The calls to reform AFIDA come amid mounting concern about foreign investment in American agriculture, due to cases of Chinese Communist Party-connected entities buying property next to American military bases. For example, Fufeng Group, a Chinese agriculture company attempted to buy property in Grand Forks, North Dakota, next to Grand Forks Air force Base in 2021. In another case, a CCP-connected billionaire bought hundreds of thousands of acres on the Texan-Mexican border near Val Verde Air Force base in Texas in 2016 and 2017.
The bill would prohibit the purchase of agricultural land in the U.S. by anyone directly associated with adversarial foreign governments, including China, Russia, Iran, North Korea. As Braun explained, “We cannot allow our top foreign adversaries to buy up American farmland and compromise our agricultural supply chains.”

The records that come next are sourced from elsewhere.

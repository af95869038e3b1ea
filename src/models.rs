//! Frontend Models
//!
//! Data structures matching the REST backend, plus the payloads sent back.

use chrono::{DateTime, Utc};
use serde::{Deserialize, Serialize};

// ========================
// People
// ========================

/// Caregiver or patient as listed by the directory endpoints
#[derive(Debug, Clone, PartialEq, Serialize, Deserialize)]
pub struct Person {
    #[serde(rename = "_id", alias = "id")]
    pub id: String,
    #[serde(default)]
    pub name: String,
}

pub type Caregiver = Person;
pub type Patient = Person;

/// Reference to a person: either a bare id or the populated document
#[derive(Debug, Clone, PartialEq, Serialize, Deserialize)]
#[serde(untagged)]
pub enum PersonRef {
    Id(String),
    Populated(Person),
}

impl PersonRef {
    pub fn id(&self) -> &str {
        match self {
            PersonRef::Id(id) => id,
            PersonRef::Populated(person) => &person.id,
        }
    }

    /// Name when populated, otherwise the raw id
    pub fn display_name(&self) -> &str {
        match self {
            PersonRef::Populated(person) if !person.name.is_empty() => &person.name,
            _ => self.id(),
        }
    }
}

// ========================
// Enumerations
// ========================

#[derive(Debug, Clone, Copy, PartialEq, Eq, Default, Serialize, Deserialize)]
#[serde(rename_all = "snake_case")]
pub enum VisitStatus {
    #[default]
    Scheduled,
    InProgress,
    Completed,
    #[serde(other)]
    Other,
}

impl VisitStatus {
    pub const ALL: [VisitStatus; 4] = [
        VisitStatus::Scheduled,
        VisitStatus::InProgress,
        VisitStatus::Completed,
        VisitStatus::Other,
    ];

    pub fn as_str(self) -> &'static str {
        match self {
            VisitStatus::Scheduled => "scheduled",
            VisitStatus::InProgress => "in_progress",
            VisitStatus::Completed => "completed",
            VisitStatus::Other => "other",
        }
    }

    pub fn label(self) -> &'static str {
        match self {
            VisitStatus::Scheduled => "Scheduled",
            VisitStatus::InProgress => "In progress",
            VisitStatus::Completed => "Completed",
            VisitStatus::Other => "Other",
        }
    }

    pub fn parse(value: &str) -> Self {
        Self::ALL.into_iter().find(|s| s.as_str() == value).unwrap_or(VisitStatus::Other)
    }
}

#[derive(Debug, Clone, Copy, PartialEq, Eq, Default, Serialize, Deserialize)]
#[serde(rename_all = "snake_case")]
pub enum MedicationStatus {
    #[default]
    Pending,
    Given,
    Missed,
    Refused,
    #[serde(other)]
    Other,
}

impl MedicationStatus {
    pub const ALL: [MedicationStatus; 5] = [
        MedicationStatus::Pending,
        MedicationStatus::Given,
        MedicationStatus::Missed,
        MedicationStatus::Refused,
        MedicationStatus::Other,
    ];

    pub fn as_str(self) -> &'static str {
        match self {
            MedicationStatus::Pending => "pending",
            MedicationStatus::Given => "given",
            MedicationStatus::Missed => "missed",
            MedicationStatus::Refused => "refused",
            MedicationStatus::Other => "other",
        }
    }

    pub fn label(self) -> &'static str {
        match self {
            MedicationStatus::Pending => "Pending",
            MedicationStatus::Given => "Given",
            MedicationStatus::Missed => "Missed",
            MedicationStatus::Refused => "Refused",
            MedicationStatus::Other => "Other",
        }
    }

    pub fn parse(value: &str) -> Self {
        Self::ALL.into_iter().find(|s| s.as_str() == value).unwrap_or(MedicationStatus::Other)
    }
}

#[derive(Debug, Clone, Copy, PartialEq, Eq, Default, Serialize, Deserialize)]
#[serde(rename_all = "snake_case")]
pub enum GoalStatus {
    #[default]
    NotStarted,
    InProgress,
    Achieved,
    #[serde(other)]
    Other,
}

impl GoalStatus {
    pub const ALL: [GoalStatus; 4] = [
        GoalStatus::NotStarted,
        GoalStatus::InProgress,
        GoalStatus::Achieved,
        GoalStatus::Other,
    ];

    pub fn as_str(self) -> &'static str {
        match self {
            GoalStatus::NotStarted => "not_started",
            GoalStatus::InProgress => "in_progress",
            GoalStatus::Achieved => "achieved",
            GoalStatus::Other => "other",
        }
    }

    pub fn label(self) -> &'static str {
        match self {
            GoalStatus::NotStarted => "Not started",
            GoalStatus::InProgress => "In progress",
            GoalStatus::Achieved => "Achieved",
            GoalStatus::Other => "Other",
        }
    }

    pub fn parse(value: &str) -> Self {
        Self::ALL.into_iter().find(|s| s.as_str() == value).unwrap_or(GoalStatus::Other)
    }
}

#[derive(Debug, Clone, Copy, PartialEq, Eq, Default, Serialize, Deserialize)]
#[serde(rename_all = "snake_case")]
pub enum ResourceCategory {
    Diet,
    Mental,
    Exercise,
    #[default]
    #[serde(other)]
    Other,
}

impl ResourceCategory {
    pub const ALL: [ResourceCategory; 4] = [
        ResourceCategory::Diet,
        ResourceCategory::Mental,
        ResourceCategory::Exercise,
        ResourceCategory::Other,
    ];

    pub fn as_str(self) -> &'static str {
        match self {
            ResourceCategory::Diet => "diet",
            ResourceCategory::Mental => "mental",
            ResourceCategory::Exercise => "exercise",
            ResourceCategory::Other => "other",
        }
    }

    pub fn label(self) -> &'static str {
        match self {
            ResourceCategory::Diet => "Diet",
            ResourceCategory::Mental => "Mental health",
            ResourceCategory::Exercise => "Exercise",
            ResourceCategory::Other => "Other",
        }
    }

    pub fn parse(value: &str) -> Self {
        Self::ALL.into_iter().find(|c| c.as_str() == value).unwrap_or(ResourceCategory::Other)
    }
}

// ========================
// Visits
// ========================

/// One task on a visit checklist
#[derive(Debug, Clone, PartialEq, Serialize, Deserialize)]
#[serde(rename_all = "camelCase")]
pub struct VisitTask {
    #[serde(rename = "_id", alias = "id", default, skip_serializing_if = "Option::is_none")]
    pub id: Option<String>,
    pub task_name: String,
    #[serde(default)]
    pub completed: bool,
    #[serde(default)]
    pub notes: Option<String>,
}

/// One medication to administer during a visit
#[derive(Debug, Clone, PartialEq, Serialize, Deserialize)]
#[serde(rename_all = "camelCase")]
pub struct VisitMedication {
    #[serde(rename = "_id", alias = "id", default, skip_serializing_if = "Option::is_none")]
    pub id: Option<String>,
    pub medication_name: String,
    #[serde(default)]
    pub status: MedicationStatus,
    #[serde(default)]
    pub notes: Option<String>,
}

/// Scheduled caregiver-patient appointment
#[derive(Debug, Clone, PartialEq, Serialize, Deserialize)]
#[serde(rename_all = "camelCase")]
pub struct Visit {
    #[serde(rename = "_id", alias = "id")]
    pub id: String,
    pub caregiver: PersonRef,
    pub patient: PersonRef,
    pub date: String,
    pub start_time: String,
    pub end_time: String,
    #[serde(default)]
    pub location: Option<String>,
    #[serde(default)]
    pub status: VisitStatus,
    #[serde(default)]
    pub task_list: Vec<VisitTask>,
    #[serde(default)]
    pub medication_list: Vec<VisitMedication>,
    #[serde(default)]
    pub check_in_time: Option<DateTime<Utc>>,
    #[serde(default)]
    pub check_in_location: Option<String>,
    #[serde(default)]
    pub check_out_time: Option<DateTime<Utc>>,
    #[serde(default)]
    pub check_out_location: Option<String>,
    #[serde(default)]
    pub notes: Option<String>,
}

impl Visit {
    /// Calendar date without any time component the backend may append
    pub fn day(&self) -> &str {
        self.date.get(..10).unwrap_or(&self.date)
    }

    pub fn tasks_done(&self) -> usize {
        self.task_list.iter().filter(|t| t.completed).count()
    }
}

/// Body for creating or fully updating a visit
#[derive(Debug, Clone, PartialEq, Serialize)]
#[serde(rename_all = "camelCase")]
pub struct VisitPayload {
    pub caregiver: String,
    pub patient: String,
    pub date: String,
    pub start_time: String,
    pub end_time: String,
    #[serde(skip_serializing_if = "Option::is_none")]
    pub location: Option<String>,
    pub status: VisitStatus,
    pub task_list: Vec<VisitTask>,
    pub medication_list: Vec<VisitMedication>,
    #[serde(skip_serializing_if = "Option::is_none")]
    pub notes: Option<String>,
}

/// Partial update used for quick status changes
#[derive(Debug, Clone, PartialEq, Serialize)]
pub struct VisitStatusPatch {
    pub status: VisitStatus,
}

#[derive(Debug, Clone, PartialEq, Serialize)]
pub struct TaskUpdate {
    pub completed: bool,
    #[serde(skip_serializing_if = "Option::is_none")]
    pub notes: Option<String>,
}

#[derive(Debug, Clone, PartialEq, Serialize)]
pub struct MedicationUpdate {
    pub status: MedicationStatus,
    #[serde(skip_serializing_if = "Option::is_none")]
    pub notes: Option<String>,
}

// ========================
// Wellness
// ========================

#[derive(Debug, Clone, PartialEq, Serialize, Deserialize)]
pub struct CarePlanGoal {
    pub goal: String,
    #[serde(default)]
    pub status: GoalStatus,
}

/// Goal-oriented wellness plan for one patient
#[derive(Debug, Clone, PartialEq, Serialize, Deserialize)]
pub struct CarePlan {
    #[serde(rename = "_id", alias = "id")]
    pub id: String,
    pub patient: PersonRef,
    pub title: String,
    #[serde(default)]
    pub description: Option<String>,
    #[serde(default)]
    pub goals: Vec<CarePlanGoal>,
}

impl CarePlan {
    pub fn achieved_count(&self) -> usize {
        self.goals.iter().filter(|g| g.status == GoalStatus::Achieved).count()
    }
}

#[derive(Debug, Clone, PartialEq, Serialize)]
pub struct CarePlanPayload {
    pub patient: String,
    pub title: String,
    #[serde(skip_serializing_if = "Option::is_none")]
    pub description: Option<String>,
    pub goals: Vec<CarePlanGoal>,
}

/// Body of `PUT /wellness/care-plan/goal`
#[derive(Debug, Clone, PartialEq, Serialize)]
#[serde(rename_all = "camelCase")]
pub struct GoalUpdate {
    pub care_plan_id: String,
    pub goal_index: usize,
    pub status: GoalStatus,
}

/// Categorized link to external wellness material
#[derive(Debug, Clone, PartialEq, Serialize, Deserialize)]
pub struct Resource {
    #[serde(rename = "_id", alias = "id")]
    pub id: String,
    pub title: String,
    #[serde(default)]
    pub description: Option<String>,
    pub link: String,
    #[serde(default)]
    pub category: ResourceCategory,
}

#[derive(Debug, Clone, PartialEq, Serialize)]
pub struct ResourcePayload {
    pub title: String,
    #[serde(skip_serializing_if = "Option::is_none")]
    pub description: Option<String>,
    pub link: String,
    pub category: ResourceCategory,
}

#[cfg(test)]
mod tests {
    use super::*;
    use serde_json::json;

    #[test]
    fn test_visit_with_populated_refs() {
        let visit: Visit = serde_json::from_value(json!({
            "_id": "v1",
            "caregiver": { "_id": "c1", "name": "Ana Ruiz" },
            "patient": "p9",
            "date": "2024-05-02T00:00:00.000Z",
            "startTime": "09:00",
            "endTime": "10:30",
            "status": "in_progress",
            "taskList": [
                { "_id": "t1", "taskName": "Bathing", "completed": true },
                { "taskName": "Lunch", "completed": false, "notes": "low salt" }
            ],
            "medicationList": [
                { "_id": "m1", "medicationName": "Metformin", "status": "given" }
            ],
            "checkInTime": "2024-05-02T09:02:00Z",
            "checkInLocation": "Front door"
        }))
        .unwrap();

        assert_eq!(visit.caregiver.display_name(), "Ana Ruiz");
        assert_eq!(visit.patient.id(), "p9");
        assert_eq!(visit.patient.display_name(), "p9");
        assert_eq!(visit.day(), "2024-05-02");
        assert_eq!(visit.status, VisitStatus::InProgress);
        assert_eq!(visit.tasks_done(), 1);
        assert_eq!(visit.task_list[1].id, None);
        assert_eq!(visit.medication_list[0].status, MedicationStatus::Given);
        assert!(visit.check_in_time.is_some());
        assert!(visit.check_out_time.is_none());
    }

    #[test]
    fn test_unknown_enum_values_become_other() {
        let resource: Resource = serde_json::from_value(json!({
            "id": "r1",
            "title": "Sleep hygiene",
            "link": "https://example.org/sleep",
            "category": "sleep"
        }))
        .unwrap();
        assert_eq!(resource.category, ResourceCategory::Other);

        let status: VisitStatus = serde_json::from_value(json!("cancelled")).unwrap();
        assert_eq!(status, VisitStatus::Other);
    }

    #[test]
    fn test_payload_shape() {
        let payload = VisitPayload {
            caregiver: "c1".into(),
            patient: "p1".into(),
            date: "2024-05-02".into(),
            start_time: "09:00".into(),
            end_time: "10:00".into(),
            location: None,
            status: VisitStatus::Scheduled,
            task_list: vec![VisitTask { id: None, task_name: "Walk".into(), completed: false, notes: None }],
            medication_list: vec![],
            notes: None,
        };
        let value = serde_json::to_value(&payload).unwrap();
        assert_eq!(value["startTime"], "09:00");
        assert_eq!(value["status"], "scheduled");
        assert_eq!(value["taskList"][0]["taskName"], "Walk");
        assert!(value["taskList"][0].get("_id").is_none());
        assert!(value.get("location").is_none());

        let goal = serde_json::to_value(GoalUpdate {
            care_plan_id: "cp1".into(),
            goal_index: 2,
            status: GoalStatus::Achieved,
        })
        .unwrap();
        assert_eq!(goal, json!({ "carePlanId": "cp1", "goalIndex": 2, "status": "achieved" }));
    }

    #[test]
    fn test_parse_round_trips_known_values() {
        for status in VisitStatus::ALL {
            assert_eq!(VisitStatus::parse(status.as_str()), status);
        }
        for category in ResourceCategory::ALL {
            assert_eq!(ResourceCategory::parse(category.as_str()), category);
        }
        assert_eq!(GoalStatus::parse("nope"), GoalStatus::Other);
        assert_eq!(MedicationStatus::parse("refused"), MedicationStatus::Refused);
    }
}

The bill would strengthen USDA’s ability to fine foreign investors who do not correctly file their investments with USDA. Other members of Congress have recently taken notice of improper reporting and management at USDA; last month, a bipartisan group of members of the House of Representatives sent a letter to USDA asking why the agency had failed to assess penalties for failure to report foreign investment in agriculture.
Other reforms include raising the maximum fine from 25 percent of the property’s value to 30 percent, as well as allowing USDA to impose a lien on the fined property—the goal being to motivate investors to pay their fines promptly.
The bill also requires the Government Accountability Office (GAO) to review how USDA’s staff enforced AFIDA and if staffing and other administrative issues limited AFIDA’s effectiveness. From 2000 to 2022, USDA only had two or three employees working on AFIDA, so it is hardly surprising that problems arose. An investigation from the GAO is a smart way to determine whether this limited resourcing made it harder for the U.S. to track foreign investment in agriculture.
Finally, the bill improves AFIDA’s data transparency by requiring USDA to make the AFIDA database public. At the moment, anyone interested in the data must make a Freedom of Information Act request to access the raw data behind USDA’s annual reports on foreign investment in the United States. By making the data publicly available, the legislation would make it easier for Congress and the public to understand where foreign investment in American agriculture is happening.